Think Your Home is Yours?
Think Your Home is Yours?
By Bert Gall
Imagine that for nearly 40 years you’ve lived in a cozy, middle-class neighborhood of well-kept colonial homes that has a sweeping view of a river valley. During that time, you’ve raised four children and, like the rest of your neighbors, made many improvements to your house, which you consider to be a dream home. Your home is full of memories of birthday parties, graduation parties and other family celebrations; it’s also been a place where four generations have been able to turn for comfort and a helping hand. You’ve promised your daughter that, one day, you will leave the house to her and her family. You’re proud that your neighborhood is a safe, vibrant community of people who look after one another.
Now imagine that you discover that the City is working with a group of developers to tear down your neighborhood and replace it not with some public use, like a police station, but with high-end shopping and upscale condominiums. The mayor announces that your neighborhood must be “sacrificed” in order to increase the city’s tax base. The City knows that you and many of your neighbors have no desire to leave, so it calls your neighborhood “blighted” to justify taking it by eminent domain and handing it over to the developers. The City concedes that the homes in the area have no structural deficiencies, but says that they have “blighting factors” such as lack of a two-car attached garage, less than two full bathrooms and less than three full bedrooms.
Unfortunately, Jim and JoAnn Saleet of Lakewood, Ohio, don’t have to imagine these events; they’re living them. Instead of enjoying a quiet retirement, they’re now in the fight of their lives, trying to save their home and their neighborhood from the wrecking ball of eminent domain abuse. On May 19, the Institute for Justice joined their fight by filing suit on behalf of them and 16 other families against the City to prevent them from becoming the latest victims of a growing nationwide trend: using bogus “blight” designations as a justification to condemn property and turn it over to private developers.
Everyone knows that Lakewood’s blight designation is ludicrous. The neighborhood is far too safe and attractive for that. Even Mayor Madeline Cain recently described the area as a “cute little neighborhood.” The City and the developers have stretched the definition of blight so far that, under their criteria, the vast majority of Lakewood homes would be considered “blighted”—including the homes of the Mayor and most of the city council. In Lakewood as in other places, the actual definition of “blight” appears to be “whatever land a private developer wants.”

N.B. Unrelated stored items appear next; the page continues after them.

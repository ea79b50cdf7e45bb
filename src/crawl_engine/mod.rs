//! Crawl Engine Module
//!
//! Breadth-first, budget-bounded crawl of a single site. The frontier is a
//! run-scoped value owned by [`crawler::crawl_site`]; each dequeued URL goes
//! through the [`page_processor::PageProcessor`], which contains every
//! per-page fault.

pub mod cleanup;
pub mod crawl_types;
pub mod crawler;
pub mod frontier;
pub mod link_processor;
pub mod page_processor;
pub mod page_timeout;

pub use crawl_types::{AuditError, AuditResult, CrawlSummary};
pub use crawler::crawl_site;
pub use frontier::CrawlFrontier;
pub use link_processor::select_frontier_links;
pub use page_processor::{PageOutcome, PageProcessor, PageStage};
//! Locating, downloading and launching Chromium.

use anyhow::{Context, Result, bail};
use chromiumoxide::browser::{Browser, BrowserConfigBuilder, HeadlessMode};
use chromiumoxide::handler::viewport::Viewport;
use chromiumoxide::fetcher::{BrowserFetcher, BrowserFetcherOptions};
use futures::StreamExt;
use std::env::consts::EXE_SUFFIX;
use std::ffi::OsStr;
use std::path::PathBuf;
use std::time::Duration;
use tokio::task::{self, JoinHandle};
use tracing::{error, info, trace, warn};

use crate::config::AuditConfig;
use crate::utils::constants::CHROME_USER_AGENT;

/// Browser binary names looked up on `PATH`, in preference order
const BROWSER_NAMES: &[&str] = &[
    "chromium",
    "chromium-browser",
    "google-chrome",
    "google-chrome-stable",
    "chrome",
];

/// Install locations that are usually not on `PATH`
#[cfg(target_os = "macos")]
const INSTALL_PATHS: &[&str] = &[
    "/Applications/Google Chrome.app/Contents/MacOS/Google Chrome",
    "/Applications/Chromium.app/Contents/MacOS/Chromium",
];
#[cfg(not(target_os = "macos"))]
const INSTALL_PATHS: &[&str] = &["/opt/google/chrome/chrome", "/snap/bin/chromium"];

/// Flags for repeatable, unattended full-page snapshots
const SNAPSHOT_ARGS: &[&str] = &[
    "--no-first-run",
    "--no-default-browser-check",
    "--no-sandbox",
    "--disable-extensions",
    "--disable-notifications",
    "--disable-infobars",
    "--disable-background-timer-throttling",
    "--disable-backgrounding-occluded-windows",
    "--hide-scrollbars",
    "--mute-audio",
];

/// Pick the browser binary for `config`.
///
/// An explicitly configured executable must exist. Otherwise a local
/// install is used, and a managed Chromium is downloaded as a last resort.
pub async fn resolve_browser_executable(config: &AuditConfig) -> Result<PathBuf> {
    if let Some(path) = config.chrome_executable() {
        if !path.is_file() {
            bail!("Configured browser executable not found: {}", path.display());
        }
        info!("Using configured browser: {}", path.display());
        return Ok(path.clone());
    }

    let search_path = std::env::var_os("PATH").unwrap_or_default();
    match find_browser_executable(&search_path) {
        Some(path) => Ok(path),
        None => {
            warn!("No local Chrome/Chromium found, downloading a managed build");
            download_managed_browser().await
        }
    }
}

/// Look for a browser in the directories of `search_path` (a `PATH`-style
/// list), then in the platform's usual install locations.
#[must_use]
pub fn find_browser_executable(search_path: &OsStr) -> Option<PathBuf> {
    let on_path = std::env::split_paths(search_path).flat_map(|dir| {
        BROWSER_NAMES
            .iter()
            .map(move |name| dir.join(format!("{name}{EXE_SUFFIX}")))
    });

    let found = on_path
        .chain(INSTALL_PATHS.iter().map(PathBuf::from))
        .find(|candidate| candidate.is_file());
    if let Some(path) = &found {
        info!("Found browser at: {}", path.display());
    }
    found
}

/// Downloads Chromium into the user cache directory if no local browser
/// was found. Returns the path to the downloaded executable.
pub async fn download_managed_browser() -> Result<PathBuf> {
    info!("Downloading managed Chromium browser...");

    let cache_dir = dirs::cache_dir()
        .map(|dir| dir.join("ux-audit"))
        .unwrap_or_else(|| {
            let fallback = std::env::temp_dir().join("ux_audit_chrome_cache");
            warn!(
                "Could not determine user cache directory, using temp directory fallback: {}",
                fallback.display()
            );
            fallback
        })
        .join("chromium");

    tokio::fs::create_dir_all(&cache_dir)
        .await
        .context("Failed to create cache directory")?;

    let fetcher = BrowserFetcher::new(
        BrowserFetcherOptions::builder()
            .with_path(&cache_dir)
            .build()
            .context("Failed to build fetcher options")?,
    );

    let revision_info = fetcher.fetch().await.context("Failed to fetch browser")?;

    info!(
        "Downloaded Chromium to: {}",
        revision_info.folder_path.display()
    );

    Ok(revision_info.executable_path)
}

/// Find or download Chrome/Chromium and launch it with the audit viewport.
///
/// Returns the browser, the task driving its CDP handler, and the profile
/// directory in use (removed again on close).
///
/// # Profile Isolation
/// When the config names a `chrome_data_dir`, that profile is used; otherwise
/// a per-process directory under the temp dir.
pub async fn launch_browser(config: &AuditConfig) -> Result<(Browser, JoinHandle<()>, PathBuf)> {
    let chrome_path = resolve_browser_executable(config).await?;

    let user_data_dir = config.chrome_data_dir().cloned().unwrap_or_else(|| {
        std::env::temp_dir().join(format!("ux_audit_chrome_{}", std::process::id()))
    });

    tokio::fs::create_dir_all(&user_data_dir)
        .await
        .context("Failed to create user data directory")?;

    let (width, height) = config.viewport();
    let mut config_builder = BrowserConfigBuilder::default()
        .request_timeout(Duration::from_secs(config.page_load_timeout_secs()))
        .window_size(width, height)
        .viewport(Viewport {
            width,
            height,
            ..Viewport::default()
        })
        .user_data_dir(user_data_dir.clone())
        .chrome_executable(chrome_path);

    if config.headless() {
        config_builder = config_builder.headless_mode(HeadlessMode::default());
    } else {
        config_builder = config_builder.with_head();
    }

    config_builder = config_builder
        .arg(format!("--user-agent={CHROME_USER_AGENT}"))
        .args(SNAPSHOT_ARGS.iter().copied());

    let browser_config = config_builder
        .build()
        .map_err(|e| anyhow::anyhow!("Failed to build browser config: {e}"))?;

    info!("Launching browser with config: {:?}", browser_config);
    let (browser, mut handler) = Browser::launch(browser_config)
        .await
        .context("Failed to launch browser")?;

    let handler_task = task::spawn(async move {
        while let Some(event) = handler.next().await {
            match event {
                Ok(()) => {}
                Err(e) if is_undecodable_event(&e.to_string()) => {
                    trace!("Ignoring undecodable CDP event: {e}");
                }
                Err(e) => error!("Browser handler error: {e:?}"),
            }
        }
        info!("Browser handler task completed");
    });

    Ok((browser, handler_task, user_data_dir))
}

/// Chrome emits CDP messages chromiumoxide has no type for
fn is_undecodable_event(message: &str) -> bool {
    message.contains("data did not match any variant of untagged enum Message")
        || message.contains("Failed to deserialize WS response")
}
//! Getter methods for `AuditConfig`

use std::path::{Path, PathBuf};
use std::time::Duration;

use super::types::AuditConfig;

impl AuditConfig {
    #[must_use]
    pub fn seed_url(&self) -> &str {
        &self.seed_url
    }

    #[must_use]
    pub fn page_budget(&self) -> usize {
        self.page_budget
    }

    #[must_use]
    pub fn storage_dir(&self) -> &Path {
        &self.storage_dir
    }

    #[must_use]
    pub fn headless(&self) -> bool {
        self.headless
    }

    /// `(width, height)` in CSS pixels
    #[must_use]
    pub fn viewport(&self) -> (u32, u32) {
        (self.viewport_width, self.viewport_height)
    }

    #[must_use]
    pub fn page_load_timeout_secs(&self) -> u64 {
        self.page_load_timeout_secs
    }

    #[must_use]
    pub fn page_load_timeout(&self) -> Duration {
        Duration::from_secs(self.page_load_timeout_secs)
    }

    #[must_use]
    pub fn settle_delay(&self) -> Duration {
        Duration::from_millis(self.settle_delay_ms)
    }

    #[must_use]
    pub fn max_settle_wait_secs(&self) -> u64 {
        self.max_settle_wait_secs
    }

    #[must_use]
    pub fn chrome_data_dir(&self) -> Option<&PathBuf> {
        self.chrome_data_dir.as_ref()
    }

    #[must_use]
    pub fn chrome_executable(&self) -> Option<&PathBuf> {
        self.chrome_executable.as_ref()
    }

    #[must_use]
    pub fn fail_on_empty_crawl(&self) -> bool {
        self.fail_on_empty_crawl
    }
}
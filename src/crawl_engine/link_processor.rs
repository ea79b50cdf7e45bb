//! Outbound link filtering
//!
//! Turns the raw anchors of a rendered page into frontier entries: resolved
//! against the page, canonical, http(s), same-site and not yet visited.

use log::debug;

use super::frontier::CrawlFrontier;
use crate::canonical_url::{CanonicalUrl, is_same_site};
use crate::utils::is_http_url;

/// Filter raw links found on `page_url`, keeping DOM order.
#[must_use]
pub fn select_frontier_links(
    seed_url: &str,
    page_url: &CanonicalUrl,
    raw_links: &[String],
    frontier: &CrawlFrontier,
) -> Vec<CanonicalUrl> {
    let base = page_url.to_url();

    let selected: Vec<CanonicalUrl> = raw_links
        .iter()
        .filter_map(|raw| match &base {
            Some(base) => CanonicalUrl::parse_relative(base, raw),
            None => CanonicalUrl::parse(raw),
        })
        .filter(|candidate| is_http_url(candidate.as_str()))
        .filter(|candidate| is_same_site(seed_url, candidate.as_str()))
        .filter(|candidate| !frontier.is_visited(candidate))
        .collect();

    debug!(
        target: "ux_audit::links",
        "Found {} links on {}, {} after filtering",
        raw_links.len(),
        page_url,
        selected.len()
    );

    selected
}

#[cfg(test)]
mod tests {
    use super::*;

    fn links(raw: &[&str]) -> Vec<String> {
        raw.iter().map(|s| (*s).to_string()).collect()
    }

    #[test]
    fn test_filters_external_visited_and_non_http() {
        let seed = "https://example.com";
        let mut frontier = CrawlFrontier::new(seed);
        let page = frontier.pop_next().expect("seed");

        let raw = links(&[
            "/about",
            "https://blog.example.com/x",
            "mailto:team@example.com",
            "https://example.com/#main",
            "pricing/",
            "https://other.org/",
            "http://[bad",
        ]);

        let selected: Vec<String> = select_frontier_links(seed, &page, &raw, &frontier)
            .into_iter()
            .map(CanonicalUrl::into_string)
            .collect();

        assert_eq!(
            selected,
            vec![
                "https://example.com/about".to_string(),
                "https://example.com/pricing".to_string(),
            ]
        );
    }

    #[test]
    fn test_relative_links_resolve_against_current_page() {
        let seed = "https://example.com/";
        let frontier = CrawlFrontier::new(seed);
        let page = CanonicalUrl::parse("https://example.com/docs/intro").expect("valid url");

        let selected = select_frontier_links(seed, &page, &links(&["setup"]), &frontier);
        assert_eq!(selected[0].as_str(), "https://example.com/docs/setup");
    }
}
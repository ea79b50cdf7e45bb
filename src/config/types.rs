//! Core configuration type for audit runs

use serde::{Deserialize, Serialize};
use std::path::PathBuf;

/// Configuration of one audit run
#[derive(Debug, Clone, Serialize, Deserialize)]
pub struct AuditConfig {
    /// Absolute http(s) URL the crawl starts from
    pub(crate) seed_url: String,

    /// Maximum number of page records this run may create (≥ 1)
    pub(crate) page_budget: usize,

    /// Directory for transient local snapshots.
    ///
    /// Snapshots are written here before they are handed to the snapshot
    /// store; cleaning them up is left to the caller.
    pub(crate) storage_dir: PathBuf,

    pub(crate) headless: bool,
    pub(crate) viewport_width: u32,
    pub(crate) viewport_height: u32,

    /// Timeout in seconds for `page.goto()`
    ///
    /// Default: 30 seconds
    pub(crate) page_load_timeout_secs: u64,

    /// Fixed pause after the page reports itself loaded
    ///
    /// Default: 2000 ms
    pub(crate) settle_delay_ms: u64,

    /// Upper bound for readyState polling before giving up and snapshotting
    /// whatever rendered
    ///
    /// Default: 10 seconds
    pub(crate) max_settle_wait_secs: u64,

    /// Chrome profile directory; a per-process temp directory when unset
    pub(crate) chrome_data_dir: Option<PathBuf>,

    /// Browser binary; searched for, then downloaded, when unset
    pub(crate) chrome_executable: Option<PathBuf>,

    /// Mark the project failed when no page could be recorded
    pub(crate) fail_on_empty_crawl: bool,
}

The City has defended its blight designation and its threatened use of eminent domain by saying that a new development is needed to increase Lakewood’s tax base. The Founding Fathers would certainly have rejected this argument out of hand. The Fifth Amendment of the U.S. Constitution says that governments can only take private property for a public use. Originally, “public use” was understood by everyone to have its ordinary meaning, and eminent domain was intended only for projects that would be owned by and open to the public, such as bridges and roads. Over the past 50 years, local governments like Lakewood have stretched the definition of “public use” to include privately owned projects operated for private profit by politically connected developers. In a definitional twist that Orwell would appreciate, “public use” has become “private use.” As long as that private use will generate additional tax dollars, local governments will slap a blight designation on perfectly nice property in order to give it to private developers.
Of course, any home would generate more tax dollars as a business, and any small business will generate more tax dollars as a big business. Thus, every home or business is up for grabs if a private developer wants the property on which it sits. Unfortunately, the Saleets are absolutely right when they say, “If they can take our home, then no one’s home is safe.”
The Institute for Justice is working to make sure that the Saleets’ home will be safe and that Lakewood bureaucrats don’t succeed in their unconstitutional land-grab. By taking a stand in defense of their homes and businesses, the Saleets and their neighbors are advancing the cause of private property rights for all Americans.
Everyone at the Institute for Justice is proud to stand with them and the other property owners in this fight.
Bert Gall is a staff attorney at the Institute for Justice.